Pierre Claustre, le mari de Françoise et directeur de la Mission de réforme administrative au Tchad, tente alors de négocier directement avec les "révolutionnaires", mais il est enlevé à son tour le 26 août 1975. Ceci amène la secte nationaliste des "révolutionnaires" en peau de léopard à demander désormais une rançon de 10 millions de francs ; Hissène Habré menace d'« exécuter » les époux Claustre s'il ne reçoit pas l'argent avant le 23 septembre. Le reporter Raymond Depardon et Marie-Laure de Decker, partis accompagner Pierre Claustre avant son enlèvement, filment les «révolutionnaires» et leurs chefs, dont Hissène Habré, avant d’être autorisés à interviewer Françoise Claustre. La diffusion de cet entretien émeut l'opinion publique et Paris cède, payant la rançon.
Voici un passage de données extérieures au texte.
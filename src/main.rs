use std::path::PathBuf;
use std::process::ExitCode;
use std::time::Duration;

use anyhow::{Context as _, Result};
use clap::{Args, Parser, Subcommand};
use edgefleet_artifact::{InventoryReport, inventory_request};
use edgefleet_executor::ExecutionRequest;
use edgefleet_fanout::{FanOutReport, Table};
use edgefleet_health::{HealthMonitor, HealthSnapshot};
use edgefleet_registry::{Node, NodeFilter, RegistryError, Role};
use serde::Serialize;
use tokio_util::sync::CancellationToken;
use tracing_subscriber::{layer::SubscriberExt, util::SubscriberInitExt};

mod context;

use context::{Context, default_data_dir};

/// Edgefleet - orchestration and health for a small fleet of edge inference hosts
#[derive(Parser)]
#[command(name = "edgefleet")]
#[command(version, about, long_about = None)]
struct Cli {
  /// Path to the fleet file (default: <data-dir>/fleet.json)
  #[arg(long, global = true)]
  fleet: Option<PathBuf>,

  /// Path to the data directory (default: ~/.edgefleet)
  #[arg(long, global = true)]
  data_dir: Option<PathBuf>,

  /// Per-node deadline in milliseconds (default: from the fleet file)
  #[arg(long, global = true)]
  deadline_ms: Option<u64>,

  /// Print JSON instead of tables
  #[arg(long, global = true)]
  json: bool,

  #[command(subcommand)]
  command: Commands,
}

#[derive(Subcommand)]
enum Commands {
  /// List fleet members
  Nodes {
    #[command(flatten)]
    select: Selection,
  },

  /// Check that every selected node answers, and that inference hosts
  /// agree on the models they share
  Status {
    #[command(flatten)]
    select: Selection,
  },

  /// Run a shell command on every selected node
  Exec {
    command: String,
    #[command(flatten)]
    select: Selection,
  },

  /// Manage the fleet SSH key
  Keys {
    #[command(subcommand)]
    action: KeysAction,
  },

  /// Distribute model artifacts between nodes
  Sync {
    #[command(subcommand)]
    action: SyncAction,
  },

  /// Probe fleet services
  Health {
    /// Re-probe every SECS seconds until interrupted
    #[arg(long, value_name = "SECS")]
    watch: Option<u64>,
    #[command(flatten)]
    select: Selection,
  },
}

#[derive(Subcommand)]
enum KeysAction {
  /// Register an existing private key as the active fleet key
  Adopt { path: PathBuf },
  /// Replace the fleet key on every node
  Rotate,
  /// Report which nodes accept the active key
  Verify,
}

#[derive(Subcommand)]
enum SyncAction {
  /// Show what would be transferred
  Plan {
    /// Source node, or `local`
    #[arg(long)]
    from: String,
    /// Target node, or `local`
    #[arg(long)]
    to: String,
  },

  /// Transfer missing and mismatched artifacts
  Run {
    #[arg(long)]
    from: String,
    #[arg(long)]
    to: String,
    /// Only this artifact
    #[arg(long)]
    model: Option<String>,
  },
}

#[derive(Args, Default)]
struct Selection {
  /// Only nodes with this role
  #[arg(long)]
  role: Vec<String>,

  /// Only nodes with this capability
  #[arg(long)]
  capability: Vec<String>,

  /// Skip nodes with this role
  #[arg(long)]
  exclude_role: Vec<String>,

  /// Only these nodes, by name
  #[arg(long = "node")]
  nodes: Vec<String>,
}

impl Selection {
  fn resolve(&self, ctx: &Context) -> Result<Vec<Node>> {
    for name in &self.nodes {
      ctx.registry.lookup(name)?;
    }
    let mut filter = NodeFilter::names(self.nodes.iter().cloned());
    for role in &self.role {
      filter = filter.role(role.as_str());
    }
    for role in &self.exclude_role {
      filter = filter.exclude_role(role.as_str());
    }
    for capability in &self.capability {
      filter = filter.capability(capability.as_str());
    }
    Ok(ctx.registry.filter(&filter))
  }
}

fn main() -> ExitCode {
  tracing_subscriber::registry()
    .with(tracing_subscriber::fmt::layer().with_target(false).with_writer(std::io::stderr))
    .with(
      tracing_subscriber::EnvFilter::try_from_default_env()
        .unwrap_or_else(|_| tracing_subscriber::EnvFilter::new("warn")),
    )
    .init();

  let cli = Cli::parse();

  let runtime = match tokio::runtime::Runtime::new() {
    Ok(runtime) => runtime,
    Err(e) => {
      eprintln!("error: failed to start runtime: {e}");
      return ExitCode::FAILURE;
    }
  };

  let fleet_path = cli.fleet.clone();
  let data_dir = cli.data_dir.clone();
  let ctx = runtime.block_on(async move {
    let data_dir = match data_dir {
      Some(dir) => dir,
      None => default_data_dir()?,
    };
    Context::load(fleet_path, data_dir, cli.deadline_ms).await
  });
  let ctx = match ctx {
    Ok(ctx) => ctx,
    Err(e) => {
      eprintln!("error: {e:#}");
      return ExitCode::from(2);
    }
  };

  match runtime.block_on(run(cli.command, &ctx, cli.json)) {
    Ok(true) => ExitCode::SUCCESS,
    Ok(false) => ExitCode::from(1),
    Err(e) => {
      eprintln!("error: {e:#}");
      if e.downcast_ref::<RegistryError>().is_some() {
        ExitCode::from(2)
      } else {
        ExitCode::from(1)
      }
    }
  }
}

/// Run one command. `Ok(false)` means it ran but not every node succeeded.
async fn run(command: Commands, ctx: &Context, json: bool) -> Result<bool> {
  match command {
    Commands::Nodes { select } => {
      let nodes = select.resolve(ctx)?;
      emit(json, &nodes, || render_nodes(&nodes))?;
      Ok(true)
    }
    Commands::Status { select } => {
      let nodes = select.resolve(ctx)?;
      let report = sweep(ctx, &nodes, |deadline| ExecutionRequest::command("uptime", deadline)).await?;
      let inventory = inventories(ctx, &nodes).await?;
      let status = FleetStatus {
        reachability: &report,
        models: inventory.as_ref(),
      };
      emit(json, &status, || {
        let mut out = report.render();
        if let Some(inventory) = &inventory {
          out.push_str("\nmodels\n");
          out.push_str(&inventory.render());
        }
        out
      })?;
      Ok(report.is_success() && inventory.as_ref().is_none_or(InventoryReport::is_consistent))
    }
    Commands::Exec { command, select } => {
      let nodes = select.resolve(ctx)?;
      let report = sweep(ctx, &nodes, |deadline| {
        ExecutionRequest::command(command.clone(), deadline).not_idempotent()
      })
      .await?;
      emit(json, &report, || report.render())?;
      Ok(report.is_success())
    }
    Commands::Keys { action } => keys(action, ctx, json).await,
    Commands::Sync { action } => sync(action, ctx, json).await,
    Commands::Health { watch, select } => health(watch, select, ctx, json).await,
  }
}

async fn sweep(
  ctx: &Context,
  nodes: &[Node],
  request: impl Fn(Duration) -> ExecutionRequest,
) -> Result<FanOutReport> {
  let coordinator = ctx.coordinator().await?;
  let deadline = ctx.deadline;
  Ok(coordinator.sweep(nodes, |_| request(deadline), deadline).await?)
}

#[derive(Serialize)]
struct FleetStatus<'a> {
  reachability: &'a FanOutReport,
  #[serde(skip_serializing_if = "Option::is_none")]
  models: Option<&'a InventoryReport>,
}

/// Model inventories of the selected inference hosts, checked for replicas
/// that disagree. `None` when no inference host is selected.
async fn inventories(ctx: &Context, nodes: &[Node]) -> Result<Option<InventoryReport>> {
  let hosts: Vec<Node> = nodes
    .iter()
    .filter(|n| matches!(n.role, Role::PrimaryAi | Role::SecondaryAi))
    .cloned()
    .collect();
  if hosts.is_empty() {
    return Ok(None);
  }
  let coordinator = ctx.coordinator().await?;
  let report = coordinator
    .sweep(&hosts, |node| inventory_request(node, ctx.deadline), ctx.deadline)
    .await?;
  Ok(Some(InventoryReport::from_results(
    hosts.iter().filter_map(|n| report.get(&n.name)),
  )))
}

async fn keys(action: KeysAction, ctx: &Context, json: bool) -> Result<bool> {
  let credentials = ctx.credentials().await?;
  match action {
    KeysAction::Adopt { path } => {
      let key = credentials.adopt(&path).await?;
      emit(json, &key, || format!("active key {} ({})\n", key.fingerprint, key.private_key.display()))?;
      Ok(true)
    }
    KeysAction::Rotate => {
      let report = credentials.rotate().await?;
      emit(json, &report, || report.render())?;
      Ok(report.is_success())
    }
    KeysAction::Verify => {
      let verification = credentials.verify().await?;
      emit(json, &verification, || verification.render())?;
      Ok(verification.is_success())
    }
  }
}

async fn sync(action: SyncAction, ctx: &Context, json: bool) -> Result<bool> {
  let engine = ctx.sync_engine();
  match action {
    SyncAction::Plan { from, to } => {
      let source = ctx.artifact_store(&from).await?;
      let target = ctx.artifact_store(&to).await?;
      let plan = engine
        .plan(source.as_ref(), target.as_ref())
        .await
        .with_context(|| format!("failed to plan {from} -> {to}"))?;
      emit(json, &plan, || {
        if plan.is_empty() {
          return format!("{to} is in sync with {from}\n");
        }
        let mut table = Table::new(["ARTIFACT", "SIZE", "REASON"]);
        for op in &plan {
          let reason = match &op.reason {
            edgefleet_artifact::TransferReason::Missing => "missing".to_string(),
            edgefleet_artifact::TransferReason::HashMismatch { found } => {
              format!("hash mismatch (target has {})", short(&found.hash))
            }
          };
          table.row([op.id.clone(), op.digest.size.to_string(), reason]);
        }
        table.render()
      })?;
      Ok(true)
    }
    SyncAction::Run { from, to, model } => {
      let source = ctx.artifact_store(&from).await?;
      let target = ctx.artifact_store(&to).await?;
      let report = match &model {
        Some(id) => engine.sync_artifact(source.as_ref(), target.as_ref(), id).await,
        None => engine.sync(source.as_ref(), target.as_ref()).await,
      }
      .with_context(|| format!("failed to sync {from} -> {to}"))?;
      emit(json, &report, || report.render())?;
      Ok(report.is_success())
    }
  }
}

async fn health(watch: Option<u64>, select: Selection, ctx: &Context, json: bool) -> Result<bool> {
  let nodes = select.resolve(ctx)?;
  let aggregator = ctx.health().await?;
  let threshold = aggregator.policy().failure_threshold;
  let path = ctx.health_path();
  let previous = HealthSnapshot::load(&path).await?;

  let Some(secs) = watch else {
    let snapshot = aggregator.snapshot(&nodes, previous.as_ref()).await?;
    snapshot.merged_over(previous.as_ref()).save(&path).await?;
    emit(json, &snapshot, || snapshot.render(threshold))?;
    return Ok(snapshot.is_healthy());
  };

  let (monitor, mut snapshots) = HealthMonitor::new(aggregator, nodes);
  let monitor = monitor.resume_from(previous).persist_to(&path);
  let cancel = CancellationToken::new();
  let task = tokio::spawn(monitor.run(Duration::from_secs(secs), cancel.clone()));

  let mut healthy = true;
  loop {
    tokio::select! {
      _ = tokio::signal::ctrl_c() => {
        cancel.cancel();
        break;
      }
      snapshot = snapshots.recv() => match snapshot {
        Some(snapshot) => {
          healthy = snapshot.is_healthy();
          emit(json, &snapshot, || snapshot.render(threshold))?;
        }
        None => break,
      }
    }
  }
  task.await.context("health monitor task failed")??;
  Ok(healthy)
}

fn emit<T: Serialize>(json: bool, value: &T, text: impl FnOnce() -> String) -> Result<()> {
  if json {
    println!("{}", serde_json::to_string_pretty(value)?);
  } else {
    print!("{}", text());
  }
  Ok(())
}

fn render_nodes(nodes: &[Node]) -> String {
  let mut table = Table::new(["NAME", "ADDRESS", "ROLE", "CAPABILITIES", "INFERENCE"]);
  for node in nodes {
    let capabilities: Vec<&str> = node.capabilities.iter().map(String::as_str).collect();
    table.row([
      node.name.clone(),
      node.address.clone(),
      node.role.to_string(),
      capabilities.join(","),
      node.inference_port.to_string(),
    ]);
  }
  table.render()
}

fn short(hash: &str) -> &str {
  &hash[..hash.len().min(12)]
}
Mais les rivaux Hissène Habré et Goukouni Oueddei se disputent alors, entraînant une prolongation de la détention des otages.

Le Premier ministre Jacques Chirac est alors envoyé en Libye négocier avec le colonel Khadafi, qui soutient désormais Goukouni Oueddei contre Hissène Habré. Les époux Claustre sont libérés neuf mois plus tard à Tripoli, le 31 janvier 1977. La carrière de l’ancien étudiant parisien, éduqué à un marxisme sommaire, va alors s’élever comme celle d’un garçon liftier. Le sinistre «libérateur national» est nommé au poste de Premier ministre le 29 août 1978 par le président de la République, le général Félix Malloum. Son mandat prend fin avec la guerre qu'il a lui-même déclenchée le 12 février 1979. L’arriviste néo-gauchiste, caïd des Forces armées du Nord (FAN) renverse Goukouni Oueddei le 7 juin 1982 pour occuper le poste de président de la République. Le poste de Premier ministre est supprimé le 19 juin et plusieurs opposants politiques sont exécutés. Habré transforme les FAN en armée régulière (FANT), puis crée une police politique, la Direction de la documentation et de la sécurité (DDS ), sinistre engeance d'Etat responsable de milliers d'enlèvements et d'assassinats politiques.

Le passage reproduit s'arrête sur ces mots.